Lack of Jobs and Social Media are the Sources of Generation Y’s Unhappiness


(Sri Stewart/The Observer)


(Sri Stewart/The Observer)
(Sri Stewart/The Observer)

There is a claim that Generation Y—as in the generation born between the late 70s and early-mid 90s, a category that most of today’s college students fall under—is unhappy. And apparently we’re unhappier than the generations before us because we’re self-absorbed yuppies who desire far more in life than we should realistically expect.

Excuse me while I try and contain my laughter.

In a recent HuffPost article titled Why Generation Y Yuppies Are Unhappy, the claim was made that us “GYPSYs”, or Generation Y “yuppies” as they so lovingly called our generation, are sad because our expectations are set too high. The problem started when our parents told us we could grow up to be anything we pleased. So we shoot for the stars and ultimately end up sad, depressed, and useless…and still living at home with good ol’ Mom and Dad, lecturing our younger siblings about the countless ways life has screwed us over.

But let’s be real.

From the beginning of time, parents have told their children that they are great; everyone thinks their kid is the cutest, or the smartest, or simply just special. Parents naturally want their kids to have more than they did, and I don’t think that this is some new notion that is screwing us over. I truly believe that there are as many “yuppies” as there always have been, but our generation is one that has much more resting at our fingertips than any other generation before us. We can check the whether on the home screen of our smartphones. We’ve created an entire industry around blogging and social media. Anyone and everyone can be a reporter (in 140 characters or less) thanks to online outlets such as Twitter.  Google gives us the answers to virtually any question we ask.
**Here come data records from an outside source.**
//! The reference reliable-delivery engine.
//!
//! [`MessageBus`] is the cheap, cloneable front end that producers and
//! the receive loop talk to. [`BusDriver`] is the single task that owns
//! the transport side: it writes queued messages, keeps them in the
//! pending table until they are acknowledged, and resends on a ticker.

use std::net::SocketAddr;
use std::sync::Arc;
use std::sync::atomic::{AtomicU64, Ordering};
use std::time::Duration;

use courier_pool::Draft;
use courier_protocol::{
    Codec, Frame, Message, MessageKind, Phase, ProtocolError, Receipt, SessionId, encode_datagram,
};
use courier_transport::Transport;
use dashmap::DashMap;
use rand::Rng;
use tokio::sync::{broadcast, mpsc};
use tokio::time::{Instant, MissedTickBehavior};

use crate::{DeliveryConfig, InFlight, ReliableDelivery};

// ---------------------------------------------------------------------------
// Completion events
// ---------------------------------------------------------------------------

/// How a reliable send ended.
#[derive(Debug, Clone, Copy, PartialEq, Eq)]
pub enum DeliveryOutcome {
    /// The peer acknowledged the receipt.
    Acknowledged,
    /// Every transmission in the budget went unanswered.
    Exhausted,
    /// The transport refused to send to the destination.
    Unreachable,
    /// The payload could not be serialized.
    EncodeFailed,
    /// The encoded datagram is larger than one UDP packet can carry.
    Oversized,
    /// The engine shut down before delivery finished.
    Cancelled,
}

/// Published once per message when it reaches `Complete`.
#[derive(Debug, Clone, Copy, PartialEq, Eq)]
pub struct Completion {
    pub receipt: Receipt,
    pub kind: MessageKind,
    pub destination: SocketAddr,
    /// Transmissions performed (0 if it never left the queue).
    pub attempts: u32,
    pub outcome: DeliveryOutcome,
}

// ---------------------------------------------------------------------------
// Shared state
// ---------------------------------------------------------------------------

/// A message handed to the engine, waiting for the driver.
struct Outgoing<C: Codec> {
    message: Arc<dyn InFlight<C>>,
    receipt: Receipt,
    destination: SocketAddr,
    budget: u32,
}

/// A message that has been sent and awaits its ack.
struct PendingEntry<C: Codec> {
    message: Arc<dyn InFlight<C>>,
    destination: SocketAddr,
    budget: u32,
    attempts: u32,
    next_resend: Instant,
}

/// State reachable from both the bus handles and the driver.
struct BusShared<C: Codec> {
    pending: DashMap<Receipt, PendingEntry<C>>,
    completions: broadcast::Sender<Completion>,
}

impl<C: Codec> BusShared<C> {
    /// Terminal path: finish the lifecycle, announce it, let go.
    fn complete(
        &self,
        message: Arc<dyn InFlight<C>>,
        receipt: Receipt,
        destination: SocketAddr,
        attempts: u32,
        outcome: DeliveryOutcome,
    ) {
        if !message.lifecycle().finish() {
            // Someone else already finished it; just drop our reference.
            message.release();
            return;
        }
        tracing::debug!(
            %receipt,
            %destination,
            kind = %message.kind(),
            attempts,
            ?outcome,
            "reliable delivery finished"
        );
        // No subscribers is fine.
        let _ = self.completions.send(Completion {
            receipt,
            kind: message.kind(),
            destination,
            attempts,
            outcome,
        });
        message.release();
    }
}

// ---------------------------------------------------------------------------
// MessageBus
// ---------------------------------------------------------------------------

/// Front end of the delivery engine.
///
/// Cloning is cheap; every clone feeds the same driver.
pub struct MessageBus<C: Codec> {
    shared: Arc<BusShared<C>>,
    outbox: mpsc::UnboundedSender<Outgoing<C>>,
    next_receipt: Arc<AtomicU64>,
    session: SessionId,
    config: Arc<DeliveryConfig>,
}

impl<C: Codec> Clone for MessageBus<C> {
    fn clone(&self) -> Self {
        Self {
            shared: Arc::clone(&self.shared),
            outbox: self.outbox.clone(),
            next_receipt: Arc::clone(&self.next_receipt),
            session: self.session,
            config: Arc::clone(&self.config),
        }
    }
}

impl<C: Codec> MessageBus<C> {
    /// Creates a bus and the driver that must be spawned to run it.
    ///
    /// Nothing is transmitted until [`BusDriver::run`] is polled.
    pub fn new<T: Transport>(
        transport: Arc<T>,
        codec: C,
        config: DeliveryConfig,
    ) -> (Self, BusDriver<T, C>) {
        let config = Arc::new(config.validated());
        let (outbox_tx, outbox_rx) = mpsc::unbounded_channel();
        let (completions, _) = broadcast::channel(config.completion_capacity);
        let shared = Arc::new(BusShared {
            pending: DashMap::new(),
            completions,
        });

        // Receipts restart at 1 for every engine; the session tells
        // receivers this is a new run.
        let session = SessionId(rand::random());
        let bus = Self {
            shared: Arc::clone(&shared),
            outbox: outbox_tx,
            next_receipt: Arc::new(AtomicU64::new(1)),
            session,
            config: Arc::clone(&config),
        };
        let driver = BusDriver {
            shared,
            session,
            outbox: outbox_rx,
            transport,
            codec,
            config,
        };
        (bus, driver)
    }

    /// Handles an ack from the peer. Returns `false` for unknown or
    /// already-finished receipts (duplicate acks are normal).
    pub fn acknowledge(&self, receipt: Receipt) -> bool {
        match self.shared.pending.remove(&receipt) {
            Some((_, entry)) => {
                self.shared.complete(
                    entry.message,
                    receipt,
                    entry.destination,
                    entry.attempts,
                    DeliveryOutcome::Acknowledged,
                );
                true
            }
            None => {
                tracing::trace!(%receipt, "ack for unknown receipt");
                false
            }
        }
    }

    /// Number of messages sent and awaiting acknowledgment.
    pub fn pending(&self) -> usize {
        self.shared.pending.len()
    }

    /// Subscribes to completion events from now on.
    pub fn completions(&self) -> broadcast::Receiver<Completion> {
        self.shared.completions.subscribe()
    }

    /// The session id stamped on every frame this engine sends.
    pub fn session(&self) -> SessionId {
        self.session
    }

    /// The engine's configuration (after validation).
    pub fn config(&self) -> &DeliveryConfig {
        &self.config
    }
}

impl<C: Codec> ReliableDelivery for MessageBus<C> {
    fn send_reliable<M: Message>(
        &self,
        message: Draft<M>,
        destination: SocketAddr,
        ttl: u32,
    ) -> Receipt {
        let receipt = Receipt(self.next_receipt.fetch_add(1, Ordering::Relaxed));
        let budget = self.config.budget_for(ttl);

        let sealed = match message.seal(receipt) {
            Ok(sealed) => sealed,
            Err(e) => {
                tracing::warn!(%receipt, error = %e, "cannot queue message");
                return receipt;
            }
        };
        tracing::debug!(
            %receipt,
            %destination,
            kind = %M::KIND,
            budget,
            "queued for reliable delivery"
        );

        let outgoing = Outgoing {
            message: sealed as Arc<dyn InFlight<C>>,
            receipt,
            destination,
            budget,
        };
        if let Err(mpsc::error::SendError(outgoing)) = self.outbox.send(outgoing) {
            tracing::warn!(%receipt, "delivery engine stopped, cancelling send");
            self.shared.complete(
                outgoing.message,
                receipt,
                destination,
                0,
                DeliveryOutcome::Cancelled,
            );
        }
        receipt
    }
}

// ---------------------------------------------------------------------------
// BusDriver
// ---------------------------------------------------------------------------

/// The task that performs transmissions and retries.
///
/// Runs until every [`MessageBus`] clone has been dropped; anything still
/// pending at that point completes as [`DeliveryOutcome::Cancelled`].
pub struct BusDriver<T: Transport, C: Codec> {
    shared: Arc<BusShared<C>>,
    session: SessionId,
    outbox: mpsc::UnboundedReceiver<Outgoing<C>>,
    transport: Arc<T>,
    codec: C,
    config: Arc<DeliveryConfig>,
}

impl<T: Transport, C: Codec> BusDriver<T, C> {
    /// Drives the engine. Spawn this on the runtime.
    pub async fn run(mut self) {
        let mut ticker = tokio::time::interval(self.config.resend_interval);
        ticker.set_missed_tick_behavior(MissedTickBehavior::Delay);
        tracing::info!(
            interval = ?self.config.resend_interval,
            default_ttl = self.config.default_ttl,
            "delivery engine running"
        );

        loop {
            tokio::select! {
                next = self.outbox.recv() => match next {
                    Some(outgoing) => self.transmit(outgoing).await,
                    None => break,
                },
                _ = ticker.tick() => self.resend_due().await,
            }
        }

        self.cancel_pending();
        tracing::info!("delivery engine stopped");
    }

    /// First transmission of a queued message.
    async fn transmit(&self, outgoing: Outgoing<C>) {
        let Outgoing {
            message,
            receipt,
            destination,
            budget,
        } = outgoing;

        if let Err(e) = message.lifecycle().transition(Phase::Queued, Phase::Sending) {
            tracing::debug!(%receipt, error = %e, "message left the queue before sending");
            message.release();
            return;
        }

        let bytes = match self.frame(message.as_ref(), receipt) {
            Ok(bytes) => bytes,
            Err(e) => {
                tracing::warn!(
                    %receipt,
                    message_type = message.message_type(),
                    error = %e,
                    "failed to encode message"
                );
                self.shared
                    .complete(message, receipt, destination, 0, encode_outcome(&e));
                return;
            }
        };

        // Record before sending so an ack can never outrun the entry.
        self.shared.pending.insert(
            receipt,
            PendingEntry {
                message: Arc::clone(&message),
                destination,
                budget,
                attempts: 1,
                next_resend: Instant::now() + self.resend_delay(),
            },
        );
        self.send_attempt(message, receipt, destination, &bytes).await;
    }

    /// Resends everything due, and gives up on entries out of budget.
    async fn resend_due(&self) {
        let now = Instant::now();
        let mut due = Vec::new();
        let mut exhausted = Vec::new();

        for mut entry in self.shared.pending.iter_mut() {
            if entry.next_resend > now {
                continue;
            }
            if entry.attempts >= entry.budget {
                exhausted.push(*entry.key());
                continue;
            }
            entry.attempts += 1;
            entry.next_resend = now + self.resend_delay();
            due.push((*entry.key(), Arc::clone(&entry.message), entry.destination));
        }

        for receipt in exhausted {
            if let Some((_, entry)) = self.shared.pending.remove(&receipt) {
                tracing::debug!(%receipt, attempts = entry.attempts, "retry budget exhausted");
                self.shared.complete(
                    entry.message,
                    receipt,
                    entry.destination,
                    entry.attempts,
                    DeliveryOutcome::Exhausted,
                );
            }
        }

        for (receipt, message, destination) in due {
            // Fails if the ack landed after we collected it.
            if message.lifecycle().transition(Phase::Buffered, Phase::Sending).is_err() {
                message.release();
                continue;
            }
            match self.frame(message.as_ref(), receipt) {
                Ok(bytes) => {
                    tracing::trace!(%receipt, %destination, "resending");
                    self.send_attempt(message, receipt, destination, &bytes).await;
                }
                Err(e) => {
                    tracing::warn!(%receipt, error = %e, "failed to re-encode message");
                    message.release();
                    self.fail_pending(receipt, encode_outcome(&e));
                }
            }
        }
    }

    /// Writes one transmission and settles the lifecycle afterwards.
    async fn send_attempt(
        &self,
        message: Arc<dyn InFlight<C>>,
        receipt: Receipt,
        destination: SocketAddr,
        bytes: &[u8],
    ) {
        match self.transport.send_to(bytes, destination).await {
            Ok(()) => {
                // Fails only if the ack arrived while we were sending.
                let _ = message.lifecycle().transition(Phase::Sending, Phase::Buffered);
                message.release();
            }
            Err(e) => {
                tracing::warn!(%receipt, %destination, error = %e, "destination unreachable");
                message.release();
                self.fail_pending(receipt, DeliveryOutcome::Unreachable);
            }
        }
    }

    fn fail_pending(&self, receipt: Receipt, outcome: DeliveryOutcome) {
        if let Some((_, entry)) = self.shared.pending.remove(&receipt) {
            self.shared.complete(
                entry.message,
                receipt,
                entry.destination,
                entry.attempts,
                outcome,
            );
        }
    }

    fn cancel_pending(&self) {
        let receipts: Vec<Receipt> = self.shared.pending.iter().map(|e| *e.key()).collect();
        for receipt in receipts {
            self.fail_pending(receipt, DeliveryOutcome::Cancelled);
        }
    }

    fn frame(&self, message: &dyn InFlight<C>, receipt: Receipt) -> Result<Vec<u8>, ProtocolError> {
        let frame = Frame::Reliable {
            session: self.session,
            receipt,
            kind: message.kind(),
        };
        let payload = message.encode(&self.codec)?;
        encode_datagram(&self.codec, &frame, &payload)
    }

    fn resend_delay(&self) -> Duration {
        let jitter = self.config.resend_jitter;
        if jitter.is_zero() {
            return self.config.resend_interval;
        }
        let extra = rand::rng().random_range(0..=jitter.as_micros() as u64);
        self.config.resend_interval + Duration::from_micros(extra)
    }
}

fn encode_outcome(error: &ProtocolError) -> DeliveryOutcome {
    match error {
        ProtocolError::Oversized { .. } => DeliveryOutcome::Oversized,
        _ => DeliveryOutcome::EncodeFailed,
    }
}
With all of this at our disposal, of course we have more expected of us and expect more ourselves—there is so much more out there for us to delve into, and so many more resources to aid us in our success. With better tools, it makes sense that we would expect to achieve better results. But by no means is my generation made up entirely of yuppies waiting for the world to cater to them. We go to school, we fight for our spot in a college we love, and we go out and try to put our education to use at a job and serve some function in the real world.

However, remember that today’s job market is not the best. Having expectations that are set too high does not make us a depressed generation—the lack of jobs combined with the instantaneous nature of social media is what is hurting our morale. The job market is the main struggle our generation faces, and not scoring your dream job the second you graduate college sucks in a world where I can get my news from ten different sources in under five minutes on my internet browser, tablet, or smartphone. And of course being able to compare yourself to the success of the high school homecoming queen ten years later via Facebook isn’t always healthy. Maybe our generation just appears unhappier simply because we have more social media outlets to complain.

Like every generation, Generation Y has its challenges and temptations that could take away from general happiness. But to say it is the fault of our parents telling us we are special or that we are all yuppies who expect the whole world without having to put in an ounce of work—well, that’s just wrong.

Our generation simply wants to find success, just like the generations before us.